When Creating Means Describing
“A crowded city street at dusk, soft rain, cinematic lighting.” And within seconds, the model will deliver unique images that match your input.
Generative artificial intelligence is no longer confined to language. In recent years, models capable of producing realistic images and videos from text descriptions have rapidly entered professional and everyday workflows. What once required cameras, studios or advanced design skills can now be achieved in seconds through a short written textual prompt. A short description, sometimes a single sentence, is enough to produce a detailed visual result. Between intention and result, there is now a pause — brief, often unnoticed — in which the creator just… waits.
The Importance of Description
This shift is not only technological; it is changing how we think about images, creativity and visual communication. To generate an image, one must first decide how to describe it. Choices about style, mood, context and perspective are made in language before anything is seen, shaping the range of possible outcomes in advance. This reorders the creative process. Instead of looking at an image and adjusting it step by step, creators write a description, generate several images and then choose the one that works best. Visual decisions that once emerged during production are now embedded in description. The moment of waiting becomes integral to the process: a short interval in which authorship is suspended and outcome is uncertain. Creativity unfolds not through continuous action, but through discrete acts of instruction through description followed by a small delay.
This has clear practical advantages. Language is accessible. Many people who cannot draw, take a high-quality picture or design can still describe what they want to see. Ideas that might have remained abstract can quickly be turned into images that support communication, learning or planning. In this sense, AI image generation lowers barriers and expands participation. The benefits of this transformation are already visible. Designers use generative images to explore ideas more quickly. Educators visualize abstract concepts for students. Marketing teams test visual directions before committing resources.
But Complexity Is Hard to Describe
At the same time, language brings its own limits. Not everything is easy to describe. Some ideas are vague, emotional or embodied. Some visual experiences resist clear naming. When images are generated through text, what can be easily described is more likely to appear, while what lacks words may remain unseen. Prompts often rely on shared references and familiar categories. As a result, generated images tend to follow recognizable patterns, and diversity depends not only on the model, but on the language used to guide it.

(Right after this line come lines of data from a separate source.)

//! Logging and distributed tracing setup.
//!
//! - `EnvFilter` from `RUST_LOG`, defaulting to `info`
//! - human-readable or JSON log lines (`logging.format`)
//! - optional OTLP span export (`otel.enabled`)
//!
//! | Variable | Description | Default |
//! |----------|-------------|---------|
//! | `PIGEON__LOGGING__FORMAT` | `pretty` or `json` | `pretty` |
//! | `PIGEON__OTEL__ENABLED` | Export spans over OTLP | `false` |
//! | `PIGEON__OTEL__ENDPOINT` | OTLP gRPC endpoint | `http://localhost:4317` |
//! | `PIGEON__OTEL__SAMPLING_RATIO` | Trace sampling ratio (0.0-1.0) | `1.0` |

use opentelemetry::trace::TracerProvider;
use opentelemetry::KeyValue;
use opentelemetry_otlp::WithExportConfig;
use opentelemetry_sdk::{
    runtime,
    trace::{RandomIdGenerator, Sampler, TracerProvider as SdkTracerProvider},
    Resource,
};
use tracing_subscriber::{fmt, layer::SubscriberExt, util::SubscriberInitExt, EnvFilter};

use crate::config::{LoggingConfig, OtelConfig};

#[derive(Debug, thiserror::Error)]
pub enum TelemetryError {
    #[error("Failed to build OTLP exporter: {0}")]
    ExporterBuild(String),

    #[error("Failed to install tracing subscriber: {0}")]
    SubscriberInit(String),
}

/// Keeps the tracer provider alive; flushes pending spans on drop.
pub struct TelemetryGuard {
    provider: Option<SdkTracerProvider>,
}

impl Drop for TelemetryGuard {
    fn drop(&mut self) {
        if let Some(provider) = self.provider.take() {
            if let Err(e) = provider.shutdown() {
                eprintln!("Failed to shut down tracer provider: {}", e);
            }
        }
    }
}

/// Installs the global subscriber. Call once, before anything logs.
pub fn init_telemetry(
    logging: &LoggingConfig,
    otel: &OtelConfig,
) -> Result<TelemetryGuard, TelemetryError> {
    let env_filter = EnvFilter::try_from_default_env().unwrap_or_else(|_| EnvFilter::new("info"));

    let json = logging.format.eq_ignore_ascii_case("json");
    let json_layer = json.then(|| fmt::layer().json().with_current_span(true));
    let plain_layer = (!json).then(fmt::layer);

    let provider = if otel.enabled {
        Some(build_tracer_provider(otel)?)
    } else {
        None
    };
    let otel_layer = provider.as_ref().map(|provider| {
        tracing_opentelemetry::layer().with_tracer(provider.tracer("pigeon-localization-service"))
    });

    tracing_subscriber::registry()
        .with(env_filter)
        .with(plain_layer)
        .with(json_layer)
        .with(otel_layer)
        .try_init()
        .map_err(|e| TelemetryError::SubscriberInit(e.to_string()))?;

    if otel.enabled {
        tracing::info!(
            endpoint = %otel.endpoint,
            service_name = %otel.service_name,
            sampling_ratio = otel.sampling_ratio,
            "OpenTelemetry tracing initialized"
        );
    } else {
        tracing::info!(format = %logging.format, "Tracing initialized (OpenTelemetry disabled)");
    }

    Ok(TelemetryGuard { provider })
}

fn sampler_for(ratio: f64) -> Sampler {
    if ratio >= 1.0 {
        Sampler::AlwaysOn
    } else if ratio <= 0.0 {
        Sampler::AlwaysOff
    } else {
        Sampler::TraceIdRatioBased(ratio)
    }
}

fn build_tracer_provider(config: &OtelConfig) -> Result<SdkTracerProvider, TelemetryError> {
    let exporter = opentelemetry_otlp::SpanExporter::builder()
        .with_tonic()
        .with_endpoint(&config.endpoint)
        .build()
        .map_err(|e| TelemetryError::ExporterBuild(e.to_string()))?;

    Ok(SdkTracerProvider::builder()
        .with_batch_exporter(exporter, runtime::Tokio)
        .with_sampler(sampler_for(config.sampling_ratio))
        .with_id_generator(RandomIdGenerator::default())
        .with_resource(Resource::new(vec![
            KeyValue::new(
                opentelemetry_semantic_conventions::resource::SERVICE_NAME,
                config.service_name.clone(),
            ),
            KeyValue::new(
                opentelemetry_semantic_conventions::resource::SERVICE_VERSION,
                env!("CARGO_PKG_VERSION"),
            ),
        ]))
        .build())
}

#[cfg(test)]
mod tests {
    use super::*;

    #[test]
    fn test_default_config() {
        let config = OtelConfig::default();
        assert!(!config.enabled);
        assert_eq!(config.endpoint, "http://localhost:4317");
        assert_eq!(config.service_name, "pigeon-localization-service");
    }

    #[test]
    fn test_sampler_bounds() {
        assert!(matches!(sampler_for(1.5), Sampler::AlwaysOn));
        assert!(matches!(sampler_for(0.0), Sampler::AlwaysOff));
        assert!(matches!(sampler_for(0.25), Sampler::TraceIdRatioBased(r) if r == 0.25));
    }

    #[test]
    fn test_guard_without_provider_drops_cleanly() {
        drop(TelemetryGuard { provider: None });
    }
}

Not everything is easy to describe. Some ideas are vague, emotional or embodied
This shift helps explain the contrasting reactions to AI-generated images. For some, generative AI is a natural continuation of past technologies that expanded creative possibilities, increased productivity and lowered barriers to visual expression. From this perspective, it offers more people the ability to work with images, experiment with ideas and communicate visually without specialized skills.
Art Becomes the Word
For others, the same developments raise serious concerns. When images are generated quickly from language, creative labor can appear interchangeable, styles can be reproduced without clear consent and visual production risks becoming more industrial. What is framed as efficiency and democratization can also feel like a loss of authorship, value and recognition for those whose work has shaped the visual languages these systems now reproduce.
Today, the word is not only the beginning of creation; it is almost the entirety of the human contribution. After it is written, the rest unfolds elsewhere
What is certain is that Ananda K. Coomaraswamy’s claim — “It is by a word conceived in intellect that the artist, whether human or divine, works” — has acquired a new, technical resonance. Today, the word is not only the beginning of creation; it is almost the entirety of the human contribution. After it is written, the rest unfolds elsewhere. The artist types, submits and waits… and the image arrives.